Collected data
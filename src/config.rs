//! Environment Configuration
//!
//! All exercises read their secrets and hosts from environment variables,
//! usually seeded from a shared `.env` file. A required variable that is
//! absent (or empty) is an error; there is no default substitution.

use crate::error::{Error, Result};
use std::path::Path;
use tracing::{debug, info};

pub const OPENAI_API_KEY: &str = "OPENAI_API_KEY";
pub const OPENAI_API_BASE: &str = "OPENAI_API_BASE";
pub const GEMINI_API_KEY: &str = "GEMINI_API_KEY";
pub const GEMINI_API_BASE: &str = "GEMINI_API_BASE";
pub const OLLAMA_HOST: &str = "OLLAMA_HOST";
pub const CENTRALA_HOST: &str = "CENTRALA_HOST";
pub const AI_DEVS_API_KEY: &str = "AI_DEVS_API_KEY";
pub const HOST: &str = "HOST";
pub const AGENT_USER: &str = "AGENT_USER";
pub const AGENT_PASSWORD: &str = "AGENT_PASSWORD";

/// Read-only view over the process environment.
#[derive(Debug, Clone, Default)]
pub struct Env {
    _private: (),
}

impl Env {
    /// Load variables from `env_file` (fatal if it cannot be read) or, when
    /// no file is given, from `./.env` if one exists.
    pub fn load(env_file: Option<&Path>) -> Result<Self> {
        match env_file {
            Some(path) => {
                dotenvy::from_path(path).map_err(|e| Error::EnvFile {
                    path: path.display().to_string(),
                    reason: e.to_string(),
                })?;
                info!("Loaded environment from {}", path.display());
            }
            None => match dotenvy::dotenv() {
                Ok(path) => info!("Loaded environment from {}", path.display()),
                Err(e) if e.not_found() => debug!("No .env file found, using process env"),
                Err(e) => {
                    return Err(Error::EnvFile {
                        path: ".env".to_string(),
                        reason: e.to_string(),
                    })
                }
            },
        }
        Ok(Self { _private: () })
    }

    /// Environment as it is, without touching any file.
    pub fn process() -> Self {
        Self { _private: () }
    }

    pub fn require(&self, name: &str) -> Result<String> {
        self.optional(name)
            .ok_or_else(|| Error::MissingConfig(name.to_string()))
    }

    pub fn optional(&self, name: &str) -> Option<String> {
        std::env::var(name).ok().filter(|v| !v.trim().is_empty())
    }

    /// Grading host and submission key.
    pub fn centrala(&self) -> Result<Credentials> {
        Ok(Credentials {
            host: self.require(CENTRALA_HOST)?,
            api_key: self.require(AI_DEVS_API_KEY)?,
        })
    }
}

/// Where answers go and the key they are submitted with.
#[derive(Debug, Clone)]
pub struct Credentials {
    pub host: String,
    pub api_key: String,
}

#[cfg(test)]
mod tests {
    use super::*;
    use serial_test::serial;
    use std::io::Write;

    #[test]
    #[serial]
    fn test_require_missing_variable() {
        std::env::remove_var("AIDEVS_TEST_MISSING");
        let env = Env::process();
        let err = env.require("AIDEVS_TEST_MISSING").unwrap_err();
        assert!(matches!(err, Error::MissingConfig(name) if name == "AIDEVS_TEST_MISSING"));
    }

    #[test]
    #[serial]
    fn test_empty_value_counts_as_missing() {
        std::env::set_var("AIDEVS_TEST_EMPTY", "  ");
        let env = Env::process();
        assert!(env.require("AIDEVS_TEST_EMPTY").is_err());
        std::env::remove_var("AIDEVS_TEST_EMPTY");
    }

    #[test]
    #[serial]
    fn test_load_explicit_env_file() {
        let mut file = tempfile::NamedTempFile::new().unwrap();
        writeln!(file, "AIDEVS_TEST_FROM_FILE=hello").unwrap();

        let env = Env::load(Some(file.path())).unwrap();
        assert_eq!(env.require("AIDEVS_TEST_FROM_FILE").unwrap(), "hello");
        std::env::remove_var("AIDEVS_TEST_FROM_FILE");
    }

    #[test]
    fn test_load_missing_explicit_file_is_fatal() {
        let err = Env::load(Some(Path::new("/definitely/not/here/.env"))).unwrap_err();
        assert!(matches!(err, Error::EnvFile { .. }));
    }

    #[test]
    #[serial]
    fn test_centrala_credentials() {
        std::env::set_var(CENTRALA_HOST, "https://centrala.example");
        std::env::set_var(AI_DEVS_API_KEY, "key-123");
        let creds = Env::process().centrala().unwrap();
        assert_eq!(creds.host, "https://centrala.example");
        assert_eq!(creds.api_key, "key-123");
        std::env::remove_var(CENTRALA_HOST);
        std::env::remove_var(AI_DEVS_API_KEY);
    }
}
//! Provider-neutral chat messages.

use base64::engine::general_purpose::STANDARD;
use base64::Engine;
use serde::{Deserialize, Serialize};

#[derive(Debug, Clone, Copy, PartialEq, Eq, Serialize, Deserialize)]
#[serde(rename_all = "lowercase")]
pub enum Role {
    System,
    User,
    Assistant,
}

impl Role {
    pub fn as_str(&self) -> &'static str {
        match self {
            Role::System => "system",
            Role::User => "user",
            Role::Assistant => "assistant",
        }
    }
}

/// One piece of message content. Binary parts keep raw bytes; each
/// provider decides how to embed them.
#[derive(Debug, Clone, PartialEq)]
pub enum ContentPart {
    Text(String),
    Image { mime: String, data: Vec<u8> },
    Audio { mime: String, data: Vec<u8> },
}

impl ContentPart {
    pub fn text(s: impl Into<String>) -> Self {
        ContentPart::Text(s.into())
    }

    pub fn png(data: Vec<u8>) -> Self {
        ContentPart::Image {
            mime: "image/png".to_string(),
            data,
        }
    }

    pub fn mp3(data: Vec<u8>) -> Self {
        ContentPart::Audio {
            mime: "audio/mp3".to_string(),
            data,
        }
    }

    pub fn as_text(&self) -> Option<&str> {
        match self {
            ContentPart::Text(s) => Some(s),
            _ => None,
        }
    }

    /// `data:<mime>;base64,<payload>` for binary parts.
    pub fn data_uri(&self) -> Option<String> {
        match self {
            ContentPart::Text(_) => None,
            ContentPart::Image { mime, data } | ContentPart::Audio { mime, data } => {
                Some(format!("data:{};base64,{}", mime, STANDARD.encode(data)))
            }
        }
    }
}

#[derive(Debug, Clone, PartialEq)]
pub struct ChatMessage {
    pub role: Role,
    pub parts: Vec<ContentPart>,
}

impl ChatMessage {
    pub fn system(content: impl Into<String>) -> Self {
        Self {
            role: Role::System,
            parts: vec![ContentPart::Text(content.into())],
        }
    }

    pub fn user(content: impl Into<String>) -> Self {
        Self {
            role: Role::User,
            parts: vec![ContentPart::Text(content.into())],
        }
    }

    pub fn assistant(content: impl Into<String>) -> Self {
        Self {
            role: Role::Assistant,
            parts: vec![ContentPart::Text(content.into())],
        }
    }

    pub fn user_parts(parts: Vec<ContentPart>) -> Self {
        Self {
            role: Role::User,
            parts,
        }
    }

    /// Text parts joined with newlines, binary parts skipped.
    pub fn text(&self) -> String {
        self.parts
            .iter()
            .filter_map(ContentPart::as_text)
            .collect::<Vec<_>>()
            .join("\n")
    }

    pub fn is_text_only(&self) -> bool {
        self.parts.iter().all(|p| p.as_text().is_some())
    }
}

#[cfg(test)]
mod tests {
    use super::*;

    #[test]
    fn test_message_creation() {
        assert_eq!(ChatMessage::system("You are helpful").role, Role::System);
        assert_eq!(ChatMessage::user("Hello").role, Role::User);
        assert_eq!(ChatMessage::assistant("Hi there").role, Role::Assistant);
    }

    #[test]
    fn test_data_uri() {
        let part = ContentPart::png(vec![0x89, b'P', b'N', b'G']);
        assert_eq!(part.data_uri().unwrap(), "data:image/png;base64,iVBORw==");
        assert!(ContentPart::text("x").data_uri().is_none());
    }

    #[test]
    fn test_text_skips_binary_parts() {
        let msg = ChatMessage::user_parts(vec![
            ContentPart::text("rafal.mp3"),
            ContentPart::mp3(vec![1, 2, 3]),
            ContentPart::text("transcribe"),
        ]);
        assert_eq!(msg.text(), "rafal.mp3\ntranscribe");
        assert!(!msg.is_text_only());
    }
}
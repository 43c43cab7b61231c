//! Buffered HTTP helper
//!
//! One request per call, body fully buffered, any non-2xx status is an error
//! carrying the response body. No retries.

use crate::error::{Error, Result};
use reqwest::Client;
use serde::de::DeserializeOwned;
use serde::Serialize;
use std::time::Duration;
use tracing::debug;

const DEFAULT_TIMEOUT_SECS: u64 = 120;

#[derive(Debug, Clone)]
pub struct HttpClient {
    client: Client,
}

impl HttpClient {
    pub fn new() -> Result<Self> {
        Self::with_timeout(Duration::from_secs(DEFAULT_TIMEOUT_SECS))
    }

    pub fn with_timeout(timeout: Duration) -> Result<Self> {
        let client = Client::builder()
            .timeout(timeout)
            .build()
            .map_err(|e| Error::transport("client builder", e))?;
        Ok(Self { client })
    }

    pub fn inner(&self) -> &Client {
        &self.client
    }

    pub async fn get_text(&self, url: &str) -> Result<String> {
        debug!("GET {}", url);
        let resp = self
            .client
            .get(url)
            .send()
            .await
            .map_err(|e| Error::transport(url, e))?;
        read_text(url, resp).await
    }

    pub async fn get_bytes(&self, url: &str) -> Result<Vec<u8>> {
        debug!("GET {} (binary)", url);
        let resp = self
            .client
            .get(url)
            .send()
            .await
            .map_err(|e| Error::transport(url, e))?;

        let status = resp.status();
        if !status.is_success() {
            let body = resp.text().await.unwrap_or_default();
            return Err(Error::Status {
                url: url.to_string(),
                status: status.as_u16(),
                body,
            });
        }
        let bytes = resp.bytes().await.map_err(|e| Error::transport(url, e))?;
        Ok(bytes.to_vec())
    }

    pub async fn post_json<B: Serialize + ?Sized>(&self, url: &str, body: &B) -> Result<String> {
        debug!("POST {}", url);
        let resp = self
            .client
            .post(url)
            .json(body)
            .send()
            .await
            .map_err(|e| Error::transport(url, e))?;
        read_text(url, resp).await
    }

    pub async fn post_json_as<B, T>(&self, url: &str, body: &B) -> Result<T>
    where
        B: Serialize + ?Sized,
        T: DeserializeOwned,
    {
        let text = self.post_json(url, body).await?;
        Ok(serde_json::from_str(&text)?)
    }

    pub async fn post_form(&self, url: &str, fields: &[(&str, &str)]) -> Result<String> {
        debug!("POST {} (form)", url);
        let resp = self
            .client
            .post(url)
            .form(fields)
            .send()
            .await
            .map_err(|e| Error::transport(url, e))?;
        read_text(url, resp).await
    }
}

/// Buffer the body and turn a non-2xx status into `Error::Status`.
pub(crate) async fn read_text(url: &str, resp: reqwest::Response) -> Result<String> {
    let status = resp.status();
    let body = resp.text().await.map_err(|e| Error::transport(url, e))?;
    if !status.is_success() {
        return Err(Error::Status {
            url: url.to_string(),
            status: status.as_u16(),
            body,
        });
    }
    Ok(body)
}
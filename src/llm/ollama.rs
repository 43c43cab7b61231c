//! Local Ollama chat client

use super::{ChatMessage, ChatModel, Completion, Usage};
use crate::config::{Env, OLLAMA_HOST};
use crate::error::{Error, Result};
use crate::http::read_text;
use async_trait::async_trait;
use chrono::{DateTime, Utc};
use reqwest::Client;
use serde::{Deserialize, Serialize};
use std::time::Duration;
use tracing::{debug, info};

/// Polish instruction-tuned model served locally.
pub const BIELIK: &str = "SpeakLeash/bielik-11b-v2.2-instruct:Q4_K_M";

#[derive(Debug, Clone)]
pub struct OllamaConfig {
    pub base_url: String,
    pub model: String,
    pub timeout_secs: u64,
}

impl OllamaConfig {
    pub fn from_env(env: &Env, model: &str) -> Result<Self> {
        Ok(Self {
            base_url: env.require(OLLAMA_HOST)?,
            model: model.to_string(),
            timeout_secs: 600,
        })
    }
}

#[derive(Debug, Clone, Serialize, Deserialize)]
pub struct OllamaMessage {
    pub role: String,
    pub content: String,
}

#[derive(Debug, Serialize)]
struct ChatRequest<'a> {
    model: &'a str,
    messages: Vec<OllamaMessage>,
    stream: bool,
}

/// Non-streaming `/api/chat` reply. Timings are in nanoseconds.
#[derive(Debug, Clone, Deserialize)]
pub struct ChatResponse {
    pub model: String,
    pub created_at: Option<DateTime<Utc>>,
    pub message: OllamaMessage,
    #[serde(default)]
    pub done: bool,
    #[serde(default)]
    pub total_duration: u64,
    #[serde(default)]
    pub load_duration: u64,
    #[serde(default)]
    pub prompt_eval_count: u32,
    #[serde(default)]
    pub prompt_eval_duration: u64,
    #[serde(default)]
    pub eval_count: u32,
    #[serde(default)]
    pub eval_duration: u64,
}

pub struct OllamaChat {
    client: Client,
    config: OllamaConfig,
}

impl OllamaChat {
    pub fn new(config: OllamaConfig) -> Result<Self> {
        let client = Client::builder()
            .timeout(Duration::from_secs(config.timeout_secs))
            .build()
            .map_err(|e| Error::transport(&config.base_url, e))?;

        info!("Ollama client: model={} host={}", config.model, config.base_url);
        Ok(Self { client, config })
    }
}

fn to_ollama(message: &ChatMessage) -> Result<OllamaMessage> {
    if !message.is_text_only() {
        return Err(Error::Unsupported(
            "binary parts are not supported by the local model".to_string(),
        ));
    }
    Ok(OllamaMessage {
        role: message.role.as_str().to_string(),
        content: message.text(),
    })
}

#[async_trait]
impl ChatModel for OllamaChat {
    async fn complete(&self, messages: &[ChatMessage]) -> Result<Completion> {
        let url = format!("{}/api/chat", self.config.base_url.trim_end_matches('/'));
        let request = ChatRequest {
            model: &self.config.model,
            messages: messages.iter().map(to_ollama).collect::<Result<Vec<_>>>()?,
            stream: false,
        };

        let resp = self
            .client
            .post(&url)
            .json(&request)
            .send()
            .await
            .map_err(|e| Error::transport(&url, e))?;

        let body = read_text(&url, resp).await?;
        let chat: ChatResponse = serde_json::from_str(&body)?;

        debug!(
            "Ollama stats: total={}ms load={}ms prompt_eval={} eval={} done={}",
            chat.total_duration / 1_000_000,
            chat.load_duration / 1_000_000,
            chat.prompt_eval_count,
            chat.eval_count,
            chat.done
        );

        if chat.message.content.is_empty() {
            return Err(Error::EmptyCompletion);
        }
        info!("Ollama answer: {}", chat.message.content);

        Ok(Completion {
            text: chat.message.content,
            model: chat.model,
            usage: Some(Usage {
                prompt_tokens: chat.prompt_eval_count,
                completion_tokens: chat.eval_count,
                total_tokens: chat.prompt_eval_count + chat.eval_count,
            }),
        })
    }

    fn model(&self) -> &str {
        &self.config.model
    }
}

#[cfg(test)]
mod tests {
    use super::*;
    use httpmock::prelude::*;
    use serde_json::json;

    #[tokio::test]
    async fn test_chat_disables_streaming() {
        let server = MockServer::start();
        let mock = server.mock(|when, then| {
            when.method(POST)
                .path("/api/chat")
                .json_body_partial(r#"{"stream": false, "model": "SpeakLeash/bielik-11b-v2.2-instruct:Q4_K_M"}"#);
            then.status(200).json_body(json!({
                "model": BIELIK,
                "created_at": "2024-11-12T10:00:00.123456Z",
                "message": {"role": "assistant", "content": "Osoba CENZURA mieszka w CENZURA."},
                "done": true,
                "total_duration": 5_000_000_000u64,
                "load_duration": 1_000_000,
                "prompt_eval_count": 120,
                "prompt_eval_duration": 2_000_000,
                "eval_count": 12,
                "eval_duration": 3_000_000
            }));
        });

        let chat = OllamaChat::new(OllamaConfig {
            base_url: server.base_url(),
            model: BIELIK.to_string(),
            timeout_secs: 10,
        })
        .unwrap();

        let completion = chat
            .complete(&[ChatMessage::system("Censor"), ChatMessage::user("Jan mieszka w Radomiu.")])
            .await
            .unwrap();
        assert_eq!(completion.text, "Osoba CENZURA mieszka w CENZURA.");
        assert_eq!(completion.usage.unwrap().total_tokens, 132);
        mock.assert();
    }

    #[test]
    fn test_binary_parts_rejected() {
        let msg = ChatMessage::user_parts(vec![crate::llm::ContentPart::png(vec![0])]);
        assert!(to_ollama(&msg).is_err());
    }
}
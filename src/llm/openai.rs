//! OpenAI chat completions client

use super::{ChatMessage, ChatModel, Completion, ContentPart, SamplingParams, Usage};
use crate::config::{Env, OPENAI_API_BASE, OPENAI_API_KEY};
use crate::error::{Error, Result};
use crate::http::read_text;
use async_trait::async_trait;
use reqwest::Client;
use serde::{Deserialize, Serialize};
use serde_json::{json, Value};
use std::time::Duration;
use tracing::{debug, info};

pub const DEFAULT_API_BASE: &str = "https://api.openai.com/v1";
pub const GPT_4O_MINI: &str = "gpt-4o-mini";
pub const GPT_4O: &str = "gpt-4o";

#[derive(Debug, Clone)]
pub struct OpenAiConfig {
    pub api_base: String,
    pub api_key: String,
    pub model: String,
    pub sampling: SamplingParams,
    pub timeout_secs: u64,
}

impl OpenAiConfig {
    pub fn new(api_key: String, model: &str) -> Self {
        Self {
            api_base: DEFAULT_API_BASE.to_string(),
            api_key,
            model: model.to_string(),
            sampling: SamplingParams::default(),
            timeout_secs: 120,
        }
    }

    /// Key from `OPENAI_API_KEY`, base from `OPENAI_API_BASE` when set.
    pub fn from_env(env: &Env, model: &str) -> Result<Self> {
        let mut config = Self::new(env.require(OPENAI_API_KEY)?, model);
        if let Some(base) = env.optional(OPENAI_API_BASE) {
            config.api_base = base;
        }
        Ok(config)
    }

    pub fn with_sampling(mut self, sampling: SamplingParams) -> Self {
        self.sampling = sampling;
        self
    }
}

#[derive(Debug, Serialize)]
struct ChatRequest<'a> {
    model: &'a str,
    messages: Vec<Value>,
    #[serde(skip_serializing_if = "Option::is_none")]
    temperature: Option<f32>,
    #[serde(skip_serializing_if = "Option::is_none")]
    top_p: Option<f32>,
    #[serde(skip_serializing_if = "Option::is_none")]
    max_tokens: Option<u32>,
    stream: bool,
}

#[derive(Debug, Deserialize)]
struct ChatResponse {
    #[serde(default)]
    model: String,
    choices: Vec<Choice>,
    usage: Option<Usage>,
}

#[derive(Debug, Deserialize)]
struct Choice {
    message: ResponseMessage,
}

#[derive(Debug, Deserialize)]
struct ResponseMessage {
    content: Option<String>,
}

pub struct OpenAiChat {
    client: Client,
    config: OpenAiConfig,
}

impl OpenAiChat {
    pub fn new(config: OpenAiConfig) -> Result<Self> {
        let client = Client::builder()
            .timeout(Duration::from_secs(config.timeout_secs))
            .build()
            .map_err(|e| Error::transport(&config.api_base, e))?;

        info!("OpenAI client: model={}", config.model);
        Ok(Self { client, config })
    }
}

/// Plain string content for text-only messages, a part list otherwise.
fn encode_message(message: &ChatMessage) -> Result<Value> {
    if message.is_text_only() {
        return Ok(json!({
            "role": message.role.as_str(),
            "content": message.text(),
        }));
    }

    let mut parts = Vec::with_capacity(message.parts.len());
    for part in &message.parts {
        match part {
            ContentPart::Text(text) => parts.push(json!({"type": "text", "text": text})),
            ContentPart::Image { .. } => {
                let url = part.data_uri().unwrap_or_default();
                parts.push(json!({
                    "type": "image_url",
                    "image_url": {"url": url, "detail": "high"},
                }));
            }
            ContentPart::Audio { mime, .. } => {
                return Err(Error::Unsupported(format!(
                    "{} parts in chat completions",
                    mime
                )))
            }
        }
    }
    Ok(json!({"role": message.role.as_str(), "content": parts}))
}

#[async_trait]
impl ChatModel for OpenAiChat {
    async fn complete(&self, messages: &[ChatMessage]) -> Result<Completion> {
        let url = format!("{}/chat/completions", self.config.api_base.trim_end_matches('/'));
        let request = ChatRequest {
            model: &self.config.model,
            messages: messages
                .iter()
                .map(encode_message)
                .collect::<Result<Vec<_>>>()?,
            temperature: self.config.sampling.temperature,
            top_p: self.config.sampling.top_p,
            max_tokens: self.config.sampling.max_tokens,
            stream: false,
        };

        debug!("Calling OpenAI: {} messages", messages.len());

        let resp = self
            .client
            .post(&url)
            .bearer_auth(&self.config.api_key)
            .json(&request)
            .send()
            .await
            .map_err(|e| Error::transport(&url, e))?;

        let body = read_text(&url, resp).await?;
        let chat: ChatResponse = serde_json::from_str(&body)?;

        let text = chat
            .choices
            .into_iter()
            .next()
            .and_then(|c| c.message.content)
            .ok_or(Error::EmptyCompletion)?;

        if let Some(usage) = &chat.usage {
            info!(
                "OpenAI response: {} tokens ({} prompt, {} completion)",
                usage.total_tokens, usage.prompt_tokens, usage.completion_tokens
            );
        }
        debug!("OpenAI answer: {}", text);

        Ok(Completion {
            text,
            model: chat.model,
            usage: chat.usage,
        })
    }

    fn model(&self) -> &str {
        &self.config.model
    }
}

● Problem statement
The lines to return are those in the records above that hold the word "there".

● Exercise output
//! absent (or empty) is an error; there is no default substitution.
        assert_eq!(ChatMessage::assistant("Hi there").role, Role::Assistant);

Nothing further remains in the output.